Geoscientists to study the structure and properties of the Antarctic lithosphere

Emperor penguins in the sea ice of East Antarctica (Image: Shutterstock)

Walid Ben Mansour, associate postdoctoral researcher in the Department of Earth and Planetary Sciences in Arts and Sciences at the University of Washington at St. Louis, received a $ 191,601 grant from the National Science Foundation to determine the thermal and compositional structure of Antarctica by seismic, gravity. and topological and petrological modeling data. Ben Mansour’s co-researcher is Douglas A. Wiens, Robert S. Brookings ’distinguished professor of Earth and Planetary sciences in arts and sciences.

Ben Mansour

Global warming is not the only factor affecting the presence of ice sheets and ice fields on Earth. The interaction between the ice sheets and the solid Earth strongly influences the evolution of the glacial system and the rapid loss of ice mass in Antarctica and Greenland, as previous Wiens research has shown.

In this new project, Ben Mansour and Wiens will use the latest geophysical data sets from Antarctica, which are most sensitive to the physical state of the mantle (seismic velocity, gravity anomalies, topography) to estimate temperature variations in 3D up to 380 km deep. , as well as the average iron composition of the mantle throughout the continent.

Ben Mansour previously used a similar methodology to illuminate the lithosphere and sublitosphere in Africa.

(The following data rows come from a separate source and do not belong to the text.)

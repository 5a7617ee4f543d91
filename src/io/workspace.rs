use std::fs;
use std::path::{Path, PathBuf};

use crate::io::store::atomic_write;
use crate::model::config::WorkspaceConfig;

pub const WORKSPACE_DIR: &str = "autolabel";
pub const CONFIG_FILE: &str = "config.toml";
pub const SNAPSHOT_FILE: &str = "snapshot.json";
pub const HISTORY_FILE: &str = "history.json";

/// Error type for workspace I/O
#[derive(Debug, thiserror::Error)]
pub enum WorkspaceError {
    #[error("not an autolabel workspace: no autolabel/ directory found")]
    NotAWorkspace,
    #[error("workspace already exists at {0}")]
    AlreadyExists(PathBuf),
    #[error("could not read {path}: {source}")]
    ReadError {
        path: PathBuf,
        source: std::io::Error,
    },
    #[error("could not write {path}: {source}")]
    WriteError {
        path: PathBuf,
        source: std::io::Error,
    },
    #[error("could not parse config.toml: {0}")]
    ConfigParseError(#[from] toml::de::Error),
    #[error("could not edit config.toml: {0}")]
    ConfigEditError(#[from] toml_edit::TomlError),
    #[error("could not parse {path}: {source}")]
    JsonError {
        path: PathBuf,
        source: serde_json::Error,
    },
}

/// An `autolabel/` directory and the files inside it
#[derive(Debug, Clone)]
pub struct Workspace {
    pub root: PathBuf,
    pub dir: PathBuf,
}

impl Workspace {
    pub fn at(root: &Path) -> Self {
        Workspace {
            root: root.to_path_buf(),
            dir: root.join(WORKSPACE_DIR),
        }
    }

    pub fn config_path(&self) -> PathBuf {
        self.dir.join(CONFIG_FILE)
    }

    pub fn snapshot_path(&self) -> PathBuf {
        self.dir.join(SNAPSHOT_FILE)
    }

    pub fn history_path(&self) -> PathBuf {
        self.dir.join(HISTORY_FILE)
    }

    /// Parse config.toml; a missing file means all defaults
    pub fn load_config(&self) -> Result<WorkspaceConfig, WorkspaceError> {
        let path = self.config_path();
        if !path.exists() {
            return Ok(WorkspaceConfig::default());
        }
        let text = fs::read_to_string(&path).map_err(|e| WorkspaceError::ReadError {
            path: path.clone(),
            source: e,
        })?;
        Ok(toml::from_str(&text)?)
    }
}

/// Find the workspace by walking up from `start`, looking for an
/// `autolabel/` directory with a config.toml in it.
pub fn discover_workspace(start: &Path) -> Result<Workspace, WorkspaceError> {
    let mut current = start.to_path_buf();
    loop {
        let dir = current.join(WORKSPACE_DIR);
        if dir.is_dir() && dir.join(CONFIG_FILE).exists() {
            return Ok(Workspace::at(&current));
        }
        if !current.pop() {
            return Err(WorkspaceError::NotAWorkspace);
        }
    }
}

const CONFIG_TEMPLATE: &str = r#"# autolabel workspace configuration

[labels]
# Label given to every task that is actionable right now ("" disables)
next_action = "next_action"
# Singleton label kept on at most one task
# focus = "focus"
# Tasks carrying any of these are skipped with their subtasks
blocking = []

[tags]
parallel = "="
sequential = "-"
header = "**"
uncheck = "-*"
disable = "*"
consume_markers = true

[schedule]
delay_secs = 5
# Tasks due further ahead than this many days are not next actions (0 = off)
hide_future_days = 0
"#;

/// Create `autolabel/` with a commented config, an empty snapshot and an
/// empty focus history.
pub fn init_workspace(root: &Path) -> Result<Workspace, WorkspaceError> {
    let workspace = Workspace::at(root);
    if workspace.config_path().exists() {
        return Err(WorkspaceError::AlreadyExists(workspace.dir.clone()));
    }
    fs::create_dir_all(&workspace.dir).map_err(|e| WorkspaceError::WriteError {
        path: workspace.dir.clone(),
        source: e,
    })?;

    let files: [(PathBuf, &str); 3] = [
        (workspace.config_path(), CONFIG_TEMPLATE),
        (workspace.snapshot_path(), "{\n  \"revision\": 0\n}\n"),
        (workspace.history_path(), "{\n  \"sessions\": []\n}\n"),
    ];
    for (path, content) in files {
        if path.exists() {
            continue;
        }
        atomic_write(&path, content.as_bytes())
            .map_err(|e| WorkspaceError::WriteError { path, source: e })?;
    }
    Ok(workspace)
}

His research showed a good correlation between thermochemical structure and geological boundaries. For the new project, Ben Mansour and Wiens hope to identify these boundaries under East Antarctica, covered by a 2-4 km thick layer of ice.

As part of a broader research plan, Ben Mansour and Wiens will use the new Antarctic thermochemical model along with others from Africa, Australia, South America and India to present a complete picture of the evolution of the lithosphere since the breaking of the ancient supercontinent called Gondwana. and divided into the land masses we recognize today as continents.